Plasma iperimmune diventa un business?/ Progetto farmaceutico presentato in Senato

- Alessandro Nidi

Nasce un vero e proprio business attorno al plasma iperimmune? Servizio de “Le Iene” sul progetto della Kedrion Biopharma

Plasma iperimmune
Plasmaterapia (Foto LaPresse)

Novità importanti circa le terapie a base di plasma iperimmune nella lotta contro il Coronavirus. Nella puntata de “Le Iene” andata in onda su Italia 1 nella serata di ieri, martedì 26 maggio 2020, gli inviati Alessandro Politi e Marco Fubini hanno realizzato un servizio proprio su questa tematica, rivelando che la casa farmaceutica Kedrion Biopharma ha presentato in Senato un progetto farmaceutico legato all’utilizzo del plasma e insinuando il dubbio che questa sperimentazione possa tramutarsi in business. Una teoria che si basa, anche, su un antefatto: inizialmente, Mantova non era stata scelta come sede per l’effettuazione della sperimentazione italiana, nonostante avesse molti guariti fra i suoi pazienti. Alla realtà lombarda era stata preferita quella di Pisa, con due sole guarigioni all’attivo, ma, dopo le polemiche nate in seguito all’esclusione, Mantova è stata in qualche modo ripescata in un secondo momento, entrando così a fare parte dei test nazionali.

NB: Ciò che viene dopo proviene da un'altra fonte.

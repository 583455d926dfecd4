use std::sync::Arc;
use std::time::Instant;

use log::{debug, info, warn};
use tokio::sync::OnceCell;

use crate::audio::ChunkDecoder;
use crate::error::{ChunkError, DecodeError};
use crate::events::{EventBus, PlayerEvent};
use crate::models::{estimate_byte_range, url_extension, AudioBuffer, Chunk, ChunkLayout};
use crate::stream::performance::PerformanceCounters;
use crate::stream::source::ByteSource;
use crate::stream::store::{wait_for_load, ChunkStore, Claim};

/// Everything scoped to one loaded track: its layout, resident chunks and
/// the decoded full file once the range path has failed
pub struct TrackContext {
    url: String,
    layout: ChunkLayout,
    extension: Option<String>,
    assumed_bytes_per_second: u64,
    store: ChunkStore,
    full_audio: OnceCell<Arc<AudioBuffer>>,
}

impl TrackContext {
    pub fn new(url: impl Into<String>, layout: ChunkLayout, assumed_bytes_per_second: u64) -> Self {
        let url = url.into();
        let extension = url_extension(&url);
        Self {
            url,
            layout,
            extension,
            assumed_bytes_per_second,
            store: ChunkStore::new(),
            full_audio: OnceCell::new(),
        }
    }

    pub fn url(&self) -> &str {
        &self.url
    }

    pub fn layout(&self) -> &ChunkLayout {
        &self.layout
    }

    pub fn store(&self) -> &ChunkStore {
        &self.store
    }

    /// Whether the whole file has been fetched and decoded
    pub fn has_full_audio(&self) -> bool {
        self.full_audio.initialized()
    }
}

/// Fetches and decodes chunks. Cheap to clone; every load runs as its own
/// task so an abandoned caller never strands other waiters.
#[derive(Clone)]
pub struct ChunkLoader {
    source: Arc<dyn ByteSource>,
    decoder: Arc<dyn ChunkDecoder>,
    counters: Arc<PerformanceCounters>,
    events: EventBus,
}

impl ChunkLoader {
    pub fn new(
        source: Arc<dyn ByteSource>,
        decoder: Arc<dyn ChunkDecoder>,
        counters: Arc<PerformanceCounters>,
        events: EventBus,
    ) -> Self {
        Self {
            source,
            decoder,
            counters,
            events,
        }
    }

    pub fn source(&self) -> &Arc<dyn ByteSource> {
        &self.source
    }

    /// Resolve chunk `index`, sharing any load already in flight
    pub async fn load_chunk(&self, track: &Arc<TrackContext>, index: usize) -> Result<Chunk, ChunkError> {
        if !track.layout.contains(index) {
            return Err(ChunkError::OutOfRange {
                index,
                total: track.layout.total_chunks,
            });
        }

        match track.store.claim(index) {
            Claim::Resident(chunk) => Ok(chunk),
            Claim::Pending(receiver) => wait_for_load(receiver, index).await,
            Claim::Owner { epoch, sender, receiver } => {
                let loader = self.clone();
                let task_track = Arc::clone(track);
                tokio::spawn(async move {
                    let started = Instant::now();
                    let result = loader.fetch_chunk(&task_track, index).await;
                    let stored = task_track.store.complete(epoch, index, &result);

                    match &result {
                        Ok(chunk) if stored => {
                            loader.counters.record_load(chunk.size_bytes, started.elapsed());
                            debug!(
                                "Loaded chunk {} ({} bytes, {:.1}s) in {:?}",
                                index,
                                chunk.size_bytes,
                                chunk.duration,
                                started.elapsed()
                            );
                            loader.events.emit(PlayerEvent::ChunkLoaded {
                                chunk_index: index,
                                size: chunk.size_bytes,
                            });
                        }
                        Ok(_) => debug!("Discarding chunk {} loaded before the store was cleared", index),
                        Err(e) => {
                            warn!("Failed to load chunk {}: {}", index, e);
                            loader.events.emit(PlayerEvent::ChunkError {
                                chunk_index: index,
                                error: e.to_string(),
                            });
                        }
                    }

                    sender.send_replace(Some(result));
                });

                wait_for_load(receiver, index).await
            }
        }
    }

    /// Start loading `index` without waiting for it
    pub fn prefetch(&self, track: &Arc<TrackContext>, index: usize) {
        let loader = self.clone();
        let track = Arc::clone(track);
        tokio::spawn(async move {
            if let Err(e) = loader.load_chunk(&track, index).await {
                debug!("Prefetch of chunk {} failed: {}", index, e);
            }
        });
    }

    /// Load several chunks concurrently; fails with the first error after
    /// every load has settled
    pub async fn load_many<I>(&self, track: &Arc<TrackContext>, indices: I) -> Result<(), ChunkError>
    where
        I: IntoIterator<Item = usize>,
    {
        let handles: Vec<_> = indices
            .into_iter()
            .map(|index| {
                let loader = self.clone();
                let track = Arc::clone(track);
                (index, tokio::spawn(async move { loader.load_chunk(&track, index).await }))
            })
            .collect();

        let mut first_error = None;
        for (index, handle) in handles {
            let outcome = match handle.await {
                Ok(result) => result.map(|_| ()),
                Err(_) => Err(ChunkError::Superseded { index }),
            };
            if let Err(e) = outcome {
                first_error.get_or_insert(e);
            }
        }

        match first_error {
            Some(e) => Err(e),
            None => Ok(()),
        }
    }

    /// Range request first, whole-file slice on any failure
    async fn fetch_chunk(&self, track: &TrackContext, index: usize) -> Result<Chunk, ChunkError> {
        let layout = track.layout;
        let range = estimate_byte_range(index, layout.chunk_duration, track.assumed_bytes_per_second);

        match self.source.fetch_range(&track.url, range).await {
            Ok(response) if response.is_partial_content(range) => {
                let size_bytes = response.body.len();
                match self.decode(response.body, track.extension.clone()).await {
                    Ok(buffer) => {
                        return Ok(Chunk {
                            index,
                            start_time: layout.chunk_start(index),
                            duration: layout.chunk_span(index),
                            buffer: Arc::new(buffer),
                            size_bytes,
                        });
                    }
                    Err(e) => warn!("Range payload for chunk {} did not decode ({}), falling back to full file", index, e),
                }
            }
            Ok(response) if response.is_full_body(range) => {
                info!("Server ignored the range request for chunk {}, using the full body", index);
                let extension = track.extension.clone();
                let seeded = track
                    .full_audio
                    .get_or_try_init(|| async move { self.decode(response.body, extension).await.map(Arc::new) })
                    .await;
                if let Err(e) = seeded {
                    warn!("Full body for chunk {} did not decode: {}", index, e);
                }
            }
            Ok(response) => {
                warn!(
                    "Range request failed for chunk {} (HTTP {}), falling back to full file",
                    index, response.status
                );
            }
            Err(e) => warn!("Range request failed for chunk {} ({}), falling back to full file", index, e),
        }

        self.slice_from_full_file(track, index).await
    }

    async fn slice_from_full_file(&self, track: &TrackContext, index: usize) -> Result<Chunk, ChunkError> {
        let full = track
            .full_audio
            .get_or_try_init(|| async move {
                info!("Fetching full file for {}", track.url);
                let bytes = self.source.fetch_all(&track.url).await.map_err(|e| ChunkError::LoadFailed {
                    index,
                    reason: e.to_string(),
                })?;
                self.decode(bytes, track.extension.clone())
                    .await
                    .map(Arc::new)
                    .map_err(|e| ChunkError::LoadFailed {
                        index,
                        reason: e.to_string(),
                    })
            })
            .await?;

        let sample_rate = full.sample_rate as f64;
        let chunk_frames = (track.layout.chunk_duration * sample_rate).round() as usize;
        let start = (index as f64 * track.layout.chunk_duration * sample_rate).floor() as usize;
        let end = (start + chunk_frames).min(full.frames);
        if start >= end {
            return Err(ChunkError::LoadFailed {
                index,
                reason: format!("chunk starts past the end of the decoded audio ({} frames)", full.frames),
            });
        }

        let buffer = full.slice_frames(start, end);
        let frames = buffer.frames;
        Ok(Chunk {
            index,
            start_time: track.layout.chunk_start(index),
            duration: frames as f64 / sample_rate,
            size_bytes: frames * std::mem::size_of::<f32>() * buffer.channels as usize,
            buffer: Arc::new(buffer),
        })
    }

    async fn decode(&self, payload: Vec<u8>, extension: Option<String>) -> Result<AudioBuffer, DecodeError> {
        let decoder = Arc::clone(&self.decoder);
        tokio::task::spawn_blocking(move || decoder.decode(payload, extension.as_deref()))
            .await
            .map_err(|e| DecodeError::DecodeFailed(format!("decode task failed: {}", e)))?
    }
}

#[cfg(test)]
mod tests {
    use super::*;
    use crate::error::NetworkError;
    use crate::models::ByteRange;
    use crate::stream::source::RangeResponse;
    use async_trait::async_trait;
    use std::sync::atomic::{AtomicUsize, Ordering};

    /// Raw little-endian i16 mono at 8 kHz
    struct PcmDecoder;

    impl ChunkDecoder for PcmDecoder {
        fn decode(&self, payload: Vec<u8>, _extension: Option<&str>) -> Result<AudioBuffer, DecodeError> {
            if payload.len() < 2 {
                return Err(DecodeError::Empty);
            }
            let samples = payload
                .chunks_exact(2)
                .map(|b| i16::from_le_bytes([b[0], b[1]]) as f32 / 32768.0)
                .collect();
            Ok(AudioBuffer::from_samples(samples, 1, 8000))
        }
    }

    struct StaticSource {
        data: Vec<u8>,
        ranges: bool,
        range_calls: AtomicUsize,
        full_calls: AtomicUsize,
    }

    impl StaticSource {
        fn new(seconds: usize, ranges: bool) -> Self {
            let data = (0..seconds * 8000)
                .flat_map(|n| ((n % 8000) as i16).to_le_bytes())
                .collect();
            Self {
                data,
                ranges,
                range_calls: AtomicUsize::new(0),
                full_calls: AtomicUsize::new(0),
            }
        }
    }

    #[async_trait]
    impl ByteSource for StaticSource {
        async fn content_length(&self, _url: &str) -> Result<Option<u64>, NetworkError> {
            Ok(Some(self.data.len() as u64))
        }

        async fn fetch_range(&self, _url: &str, range: ByteRange) -> Result<RangeResponse, NetworkError> {
            self.range_calls.fetch_add(1, Ordering::SeqCst);
            if !self.ranges {
                return Ok(RangeResponse { status: 416, body: Vec::new() });
            }
            let start = (range.start as usize).min(self.data.len());
            let end = (range.end as usize + 1).min(self.data.len());
            Ok(RangeResponse {
                status: 206,
                body: self.data[start..end].to_vec(),
            })
        }

        async fn fetch_all(&self, _url: &str) -> Result<Vec<u8>, NetworkError> {
            self.full_calls.fetch_add(1, Ordering::SeqCst);
            Ok(self.data.clone())
        }
    }

    fn setup(seconds: usize, ranges: bool) -> (ChunkLoader, Arc<StaticSource>, Arc<TrackContext>, EventBus) {
        let source = Arc::new(StaticSource::new(seconds, ranges));
        let events = EventBus::new(64);
        let loader = ChunkLoader::new(
            source.clone(),
            Arc::new(PcmDecoder),
            Arc::new(PerformanceCounters::new()),
            events.clone(),
        );
        let layout = ChunkLayout::new(seconds as f64, 2.0);
        let track = Arc::new(TrackContext::new("mem://track.pcm", layout, 16_000));
        (loader, source, track, events)
    }

    #[tokio::test]
    async fn test_range_load_populates_store() {
        let (loader, source, track, events) = setup(5, true);
        let mut rx = events.subscribe();

        let chunk = loader.load_chunk(&track, 1).await.unwrap();
        assert_eq!(chunk.start_time, 2.0);
        assert_eq!(chunk.duration, 2.0);
        assert_eq!(chunk.buffer.frames, 16_000);
        assert_eq!(chunk.size_bytes, 32_000);
        assert!(track.store().has(1));
        assert_eq!(source.full_calls.load(Ordering::SeqCst), 0);

        assert_eq!(rx.recv().await.unwrap(), PlayerEvent::ChunkLoaded { chunk_index: 1, size: 32_000 });
        assert_eq!(loader.counters.snapshot().chunks_loaded, 1);
    }

    #[tokio::test]
    async fn test_final_chunk_is_short() {
        let (loader, _source, track, _events) = setup(5, true);
        let chunk = loader.load_chunk(&track, 2).await.unwrap();
        assert_eq!(chunk.duration, 1.0);
        assert_eq!(chunk.buffer.frames, 8000);
    }

    #[tokio::test]
    async fn test_out_of_range_index() {
        let (loader, _source, track, _events) = setup(5, true);
        let err = loader.load_chunk(&track, 3).await.unwrap_err();
        assert!(matches!(err, ChunkError::OutOfRange { index: 3, total: 3 }));
    }

    #[tokio::test]
    async fn test_fallback_fetches_full_file_once() {
        let (loader, source, track, _events) = setup(5, false);

        let chunk0 = loader.load_chunk(&track, 0).await.unwrap();
        let chunk2 = loader.load_chunk(&track, 2).await.unwrap();
        assert!(track.has_full_audio());
        assert_eq!(source.full_calls.load(Ordering::SeqCst), 1);
        assert_eq!(source.range_calls.load(Ordering::SeqCst), 2);

        assert_eq!(chunk0.buffer.frames, 16_000);
        assert_eq!(chunk0.size_bytes, 16_000 * 4);
        assert_eq!(chunk2.duration, 1.0);
        assert_eq!(chunk2.buffer.samples[0], (32_000 % 8000) as f32 / 32768.0);
    }

    #[tokio::test]
    async fn test_load_many_reports_first_error() {
        let (loader, _source, track, _events) = setup(5, true);
        assert!(loader.load_many(&track, 0..3).await.is_ok());
        assert_eq!(track.store().resident_indices(), vec![0, 1, 2]);

        let err = loader.load_many(&track, [1, 7]).await.unwrap_err();
        assert_eq!(err.index(), Some(7));
    }
}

PLASMA IPERIMMUNE: PROGETTO IN SENATO

A generare più di una perplessità è stato, però, il presidente di Farmindustria, Massimo Scaccabarozzi, il quale, nel corso di un’audizione in Senato, ha introdotto senza che questo fosse in scaletta il presidente della Kedrion Biopharma, al fine di consentirgli di esplicare il progetto elaborato dalla casa farmaceutica, che vanta un fatturato annuo superiore agli 800 milioni di euro e numerose collaborazioni proprio con l’università di Pisa. Su cosa si fonda quest’iniziativa? Innanzitutto, la Kedrion, senza avere partecipato a bandi di gara, considerato il contesto emergenziale derivato dalla pandemia di Coronavirus nel nostro Paese, ha regalato agli ospedali alcuni kit per il trattamento del plasma iperimmune, offrendosi poi di inattivare a proprie spese il plasma iperimmune al fine di renderlo un prodotto industriale e fornirlo in gran quantità. L’intento dichiarato è duplice: curare le persone affette da Covid-19, ma anche proteggere il personale sanitario a rischio, quasi come se fosse una sorta di pre-vaccino.